Where do all the new things come from and where do all the old things go to?

Looked up Ca n’en finit plus (“it never ends) looked up ‘mk‘ (internet slang), article on involvement of lightning strikes in producing life on earth. (Lightning strikes can create phosphorous, which is vital to life, and rare on Earth.) Proposition: that as Pentheus was to Dionysius you have been to Materialism — curb your ways, pick up your thyrsus, do honor to the new great god! Earbuds circling forehead like a tiara.
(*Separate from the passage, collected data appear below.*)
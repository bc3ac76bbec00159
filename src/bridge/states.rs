//! States for the `combridge` bridge lifecycle state machine.
//!
//! This module is private and restricted to the [`bridge`](crate::bridge)
//! scope. The public interface of the state machine is provided by
//! [`bridge`](crate::bridge).
//!
//! ```ignore
//! use super::states::*;
//! ```
//!
//! Refer to the [`state_machine`](super::state_machine) module for an
//! overview of states, events and transitions.

use std::fmt;
use std::sync::mpsc;

use console::style;
use log::{error, info};

use super::events::*;

use crate::channel::{Channel, ChannelRole};
use crate::dispatcher::{Dispatcher, EVENT_QUEUE_DEPTH};
use crate::error::BridgeError;
use crate::settings::Settings;
use crate::worker::spawn_channel_workers;

// =============================================================================
// Crate-Public Interface
// =============================================================================

/// Trait adding the ability for a state to be `run` after a transition into
/// it.
pub(crate) trait Runnable {
    /// A state implements this method so it can be `run` after the state
    /// machine transitions into it.
    ///
    /// During this call, the state can do any work that needs to be done
    /// and when finished, requests a transition to a new state by returning
    /// the appropriate `event`. The `event` is then consumed to create the
    /// new `state` using the corresponding `From` trait implementation if
    /// available.
    fn run(&mut self, settings: &Settings) -> Event;
}

// Init State ==================================================================

/// The initial state of the bridge state machine.
///
/// Both serial channels are opened and configured here, exactly once. From
/// the `InitState`, the state machine can evolve via the following
/// transitions:
///
///  * **[`SwitchToRelayEvent`] => [`RelayState`]** after both channels are
///    open and configured,
///  * **[`DoneEvent`] => [`DoneState`]** when either channel fails to open
///    or to take its configuration. Initialization failures are fatal and
///    terminate `combridge` with exit code `1`.
#[derive(Debug)]
pub(crate) struct InitState {}
impl Runnable for InitState {
    fn run(&mut self, settings: &Settings) -> Event {
        info!("=> Init");

        let usb = match Channel::open(ChannelRole::Usb, settings) {
            Ok(channel) => channel,
            Err(e) => return init_failed(settings, e),
        };
        let bt = match Channel::open(ChannelRole::Bt, settings) {
            Ok(channel) => channel,
            Err(e) => return init_failed(settings, e),
        };

        Event::SwitchToRelay(SwitchToRelayEvent {
            settings: settings.clone(),
            usb,
            bt,
        })
    }
}

// Relay State =================================================================

/// The steady state of the bridge: both channels are open and the frame
/// dispatch engine is running.
///
/// Each channel gets a reader and a writer worker on their own threads,
/// all publishing completions into one shared queue drained by the
/// [`Dispatcher`]. The dispatcher is never joined with the workers; they
/// terminate on their own when it releases its endpoints.
///
/// This state can transition as follows:
///
///  * **[`DoneEvent`] => [`DoneState`]** when the dispatch loop terminates,
///    either normally (shutdown requested) or because both channels
///    stalled.
pub(crate) struct RelayState {
    /// The USB-side channel. Consumed when the relay plumbing is built.
    pub usb: Option<Channel>,
    /// The BT-side channel. Consumed when the relay plumbing is built.
    pub bt: Option<Channel>,
}
impl Runnable for RelayState {
    fn run(&mut self, settings: &Settings) -> Event {
        info!("=> Relay");

        if let (Some(usb), Some(bt)) = (self.usb.take(), self.bt.take()) {
            let with_errors = match relay(usb, bt) {
                Ok(with_errors) => with_errors,
                Err(e) => {
                    error!("{}", e);
                    true
                }
            };
            return Event::Done(DoneEvent {
                settings: settings.clone(),
                with_errors,
            });
        }

        // We should never reach here!
        unreachable!()
    }
}
impl fmt::Debug for RelayState {
    fn fmt(&self, f: &mut fmt::Formatter<'_>) -> fmt::Result {
        f.debug_struct("RelayState")
            .field("usb", &self.usb)
            .field("bt", &self.bt)
            .finish()
    }
}

// Done State ==================================================================

/// Reached when the bridge state machine completes its execution and is
/// about to terminate (normally or abnormally).
///
/// This state goes into a 2-phase execution. During the initial phase, it
/// runs like any other state to report the outcome, then triggers the
/// [`ExitEvent`] to cause the bridge state machine to terminate and exit.
///
/// Termination due to errors is indicated with the `with_error` field in
/// the state. This condition sets the exit code returned from the bridge
/// state machine event loop.
#[derive(Debug, Copy, Clone)]
pub(crate) struct DoneState {
    /// When `true`, indicates an abnormal completion caused by an error.
    pub with_error: bool,
    /// When `true` instructs the bridge state machine to exit its event
    /// loop.
    pub should_exit: bool,
}
impl Runnable for DoneState {
    fn run(&mut self, settings: &Settings) -> Event {
        info!(
            "=> Done with{}errors",
            if self.with_error { " " } else { " no " }
        );
        if self.with_error {
            println!(
                "{}",
                style("[CB] 💥 Unrecoverable error on the serial channels!").red()
            );
            println!("[CB] 🔌 Check both devices and restart combridge!");
        }

        Event::Exit(ExitEvent {
            settings: settings.clone(),
            with_error: self.with_error,
        })
    }
}

// =============================================================================
// Private stuff
// =============================================================================

fn init_failed(settings: &Settings, e: BridgeError) -> Event {
    error!("{}", e);
    println!("{}", style(format!("[CB] 💥 {}", e)).red());
    Event::Done(DoneEvent {
        settings: settings.clone(),
        with_errors: true,
    })
}

/// Build the relay plumbing and run the dispatch loop to completion.
/// Returns whether the loop terminated with errors.
fn relay(usb: Channel, bt: Channel) -> Result<bool, BridgeError> {
    let (events_tx, events_rx) = mpsc::sync_channel(EVENT_QUEUE_DEPTH);

    let usb_endpoint = spawn_channel_workers(usb, events_tx.clone())?;
    let bt_endpoint = spawn_channel_workers(bt, events_tx)?;

    let mut dispatcher = Dispatcher::new(usb_endpoint, bt_endpoint, events_rx);
    Ok(dispatcher.run())
}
Energy drinks, smart phones galore… Chorus: “people don’t want to be rich, people want things that are nice, a nice middle class existence, is all people want, the case worldwide, would you really quarrel with this and tell us we do wrong?” Pentheus: “does it make sense to entirely remodel a perfectly functional kitchen, redo the floors and the bathrooms while you’re at it? Where do all the new things come from and where do all the old things go to?” [Pentheus leaves stage to sound of hammering, drilling and the Latino station, hands to ears, comically pestered. Agave, Pentheus’ mother, enters the stage shortly after, carrying his severed head in one hand and samples for the backsplash in the other.] Why the desire to write a book? It feels more virtuous than simply to “leave something behind you” or Faulkner’s “kilroy was here.” It is to make material and solid all that usually passes us as an apparently unseizable ether or fluid. Menelaus seizing Proteus, our own mortal life. “One might well question the necessity of that,” is thought, “but it would be better to do it in light of having written one’s book.”